Ductal and Structural abnormalities in Men

December 19, 2007

Men experience infertility as much as women do and many a times, it is due to his structural and ductal abnormalities in his reproductive organs. Sperm needs to travel through several tubes or ducts before it is ejaculated out of the penis and any blockage in one of these ducts would make pregnancy very difficult. Therefore, if you are trying to get pregnant, it is very important that you get yourself checked to make sure everything is working and flowing well.

Male reproductive ducts can get blocked for several reasons. Scar tissue, which can develop after surgery or an infection are few of these reasons. When there are blockages in these ducts, it acts as a barrier and prevents sperm from joining the semen, therefore causing infertility. If you suffer from any ductal abnormalities, there are a variety of surgeries than can help you unclog your ducts in your reproductive system. However, if the blockages are too many and too extensive, you may need to retrieve your sperm surgically and then do an IVF in order to get pregnant.

A man may also experience infertility due to structural problems in his reproductive organs. Structural problems usually occur when reproductive organs have not developed properly during his fetal development and can cause a lot of problems. A few of these structural problems or congenital defects that occur in men are CAVD, Hypospadias and undescended testicles.

CAVD

CAVD stand for Congenital Absence of the Vas Deferens.

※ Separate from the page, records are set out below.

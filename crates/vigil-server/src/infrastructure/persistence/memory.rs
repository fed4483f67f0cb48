//! 内存仓储实现
//!
//! 文档存储引擎是边界外协作者；进程内实现满足同样的端口契约，
//! 既作为默认运行形态，也作为测试替身。

use async_trait::async_trait;
use chrono::{DateTime, Utc};
use dashmap::DashMap;
use tokio::sync::RwLock;
use vigil_core::agent::{Agent, Metric};
use vigil_core::error::CoreError;
use vigil_core::policy::Event;

use crate::application::ports::{AgentRepository, EventRepository, MetricRepository};

/// DashMap 支撑的 Agent 仓储；整条记录原子替换，读者不会看到半写状态
#[derive(Default)]
pub struct MemoryAgentRepository {
    agents: DashMap<String, Agent>,
}

impl MemoryAgentRepository {
    pub fn new() -> Self {
        Self::default()
    }
}

#[async_trait]
impl AgentRepository for MemoryAgentRepository {
    async fn find(&self, uid: &str) -> Result<Option<Agent>, CoreError> {
        Ok(self.agents.get(uid).map(|entry| entry.value().clone()))
    }

    async fn upsert(&self, agent: Agent) -> Result<(), CoreError> {
        self.agents.insert(agent.uid.as_str().to_string(), agent);
        Ok(())
    }

    async fn list(&self) -> Result<Vec<Agent>, CoreError> {
        Ok(self
            .agents
            .iter()
            .map(|entry| entry.value().clone())
            .collect())
    }
}

/// 只追加的事件日志
#[derive(Default)]
pub struct MemoryEventRepository {
    events: RwLock<Vec<Event>>,
}

impl MemoryEventRepository {
    pub fn new() -> Self {
        Self::default()
    }
}

#[async_trait]
impl EventRepository for MemoryEventRepository {
    async fn insert(&self, event: Event) -> Result<(), CoreError> {
        self.events.write().await.push(event);
        Ok(())
    }

    async fn query(
        &self,
        agent_uid: &str,
        alias: &str,
        after: DateTime<Utc>,
    ) -> Result<Vec<Event>, CoreError> {
        let events = self.events.read().await;
        Ok(events
            .iter()
            .filter(|e| {
                e.policy.agent_uid.as_str() == agent_uid
                    && e.alias() == Some(alias)
                    && e.time > after
            })
            .cloned()
            .collect())
    }
}

/// 只追加的指标日志
#[derive(Default)]
pub struct MemoryMetricRepository {
    metrics: RwLock<Vec<Metric>>,
}

impl MemoryMetricRepository {
    pub fn new() -> Self {
        Self::default()
    }
}

#[async_trait]
impl MetricRepository for MemoryMetricRepository {
    async fn insert(&self, metric: Metric) -> Result<(), CoreError> {
        self.metrics.write().await.push(metric);
        Ok(())
    }

    async fn list(&self) -> Result<Vec<Metric>, CoreError> {
        Ok(self.metrics.read().await.clone())
    }
}
//! 统一错误处理系统

use crate::core_types::AgentId;
use serde::{Deserialize, Serialize};
use thiserror::Error;

/// 核心错误类型 - 统一的错误处理
///
/// 所有变体对发起调用都是终止性的：核心内部不做任何自动重试。
#[derive(Error, Debug, Clone, Serialize, Deserialize)]
pub enum CoreError {
    // === 输入校验错误 ===
    #[error("Validation failed: {message}")]
    Validation { message: String },

    // === 实体缺失 ===
    #[error("Not found: {entity}")]
    NotFound { entity: String },

    #[error("Unknown agent: {agent_uid}")]
    UnknownAgent { agent_uid: AgentId },

    // === 派发前置条件 ===
    #[error("Agent offline: {agent_uid}")]
    AgentOffline { agent_uid: AgentId },

    #[error("Unsupported policy type: {policy_type}")]
    UnsupportedPolicyType { policy_type: String },

    // === 派发传输 ===
    #[error("Dispatch timed out on {subject}: {message}")]
    DispatchTimeout { subject: String, message: String },

    #[error("Policy rejected by agent: {message}")]
    PolicyRejected { message: String },

    // === 基础设施错误 ===
    #[error("Transport error: {message}")]
    Transport { message: String },

    #[error("Store error: {message}")]
    Store { message: String },

    #[error("Serialization failed: {message}")]
    Serialization { message: String },

    #[error("Config error: {message}")]
    Config { message: String },

    #[error("Internal error: {message}")]
    Internal { message: String },
}

impl CoreError {
    /// 创建输入校验错误
    pub fn validation(message: impl Into<String>) -> Self {
        CoreError::Validation {
            message: message.into(),
        }
    }

    /// 创建实体缺失错误
    pub fn not_found(entity: impl Into<String>) -> Self {
        CoreError::NotFound {
            entity: entity.into(),
        }
    }

    /// 创建 Agent 未知错误（派发目标不存在）
    pub fn unknown_agent(agent_uid: impl Into<AgentId>) -> Self {
        CoreError::UnknownAgent {
            agent_uid: agent_uid.into(),
        }
    }

    /// 创建 Agent 离线错误
    pub fn agent_offline(agent_uid: impl Into<AgentId>) -> Self {
        CoreError::AgentOffline {
            agent_uid: agent_uid.into(),
        }
    }

    /// 创建未注册策略类型错误
    pub fn unsupported_policy_type(policy_type: impl Into<String>) -> Self {
        CoreError::UnsupportedPolicyType {
            policy_type: policy_type.into(),
        }
    }

    /// 创建远端拒绝错误（携带远端消息）
    pub fn policy_rejected(message: impl Into<String>) -> Self {
        CoreError::PolicyRejected {
            message: message.into(),
        }
    }

    /// 创建传输错误
    pub fn transport(message: impl Into<String>) -> Self {
        CoreError::Transport {
            message: message.into(),
        }
    }

    /// 创建存储错误
    pub fn store(message: impl Into<String>) -> Self {
        CoreError::Store {
            message: message.into(),
        }
    }

    /// 创建配置错误
    pub fn config_error(message: impl Into<String>) -> Self {
        CoreError::Config {
            message: message.into(),
        }
    }

    /// 创建内部错误
    pub fn internal(message: impl Into<String>) -> Self {
        CoreError::Internal {
            message: message.into(),
        }
    }
}

/// Core 操作的 Result 类型别名
pub type Result<T> = std::result::Result<T, CoreError>;

impl From<std::io::Error> for CoreError {
    fn from(err: std::io::Error) -> Self {
        let message = err.to_string();
        match err.kind() {
            std::io::ErrorKind::TimedOut | std::io::ErrorKind::ConnectionRefused => {
                CoreError::Transport { message }
            }
            _ => CoreError::Internal { message },
        }
    }
}

impl From<serde_json::Error> for CoreError {
    fn from(err: serde_json::Error) -> Self {
        CoreError::Serialization {
            message: err.to_string(),
        }
    }
}

impl From<anyhow::Error> for CoreError {
    fn from(err: anyhow::Error) -> Self {
        CoreError::Internal {
            message: err.to_string(),
        }
    }
}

It is a rare condition in which a man is born without a vas deferens. Vas deferens is a tube, which transports the sperm from the testis to the seminal vesicle in order to join his semen. So, a man born without a Vas deferens would not be able to join his semen, therefore, causing infertility. Since a man's vas deferens cannot be inserted or replaced, men with CAVD have to remove their sperm surgically and then use it in ICSI-assisted IVF.

Hypospadias

Hypospadias is a condition in which the urethral opening in men is located on the underside rather than the tip of the penis. Sometimes, the opening can be as far down as the scrotum. Mild cases of hypospadias are left alone since they cannot affect sexual or reproductive functions. However, in more serious cases, surgery is required to straighten out the penile shaft. Surgery should also be done at an early age between age 3 and 18 months.

Undescended Testicles

In this condition, the testicles fail to descend from the abdomen to the scrotum during fetal development. Surgery is required to correct his condition and should be done before age one or else it may lead to infertility in the future. Men with undescended testicles at birth are also at more risk of developing testicular cancer.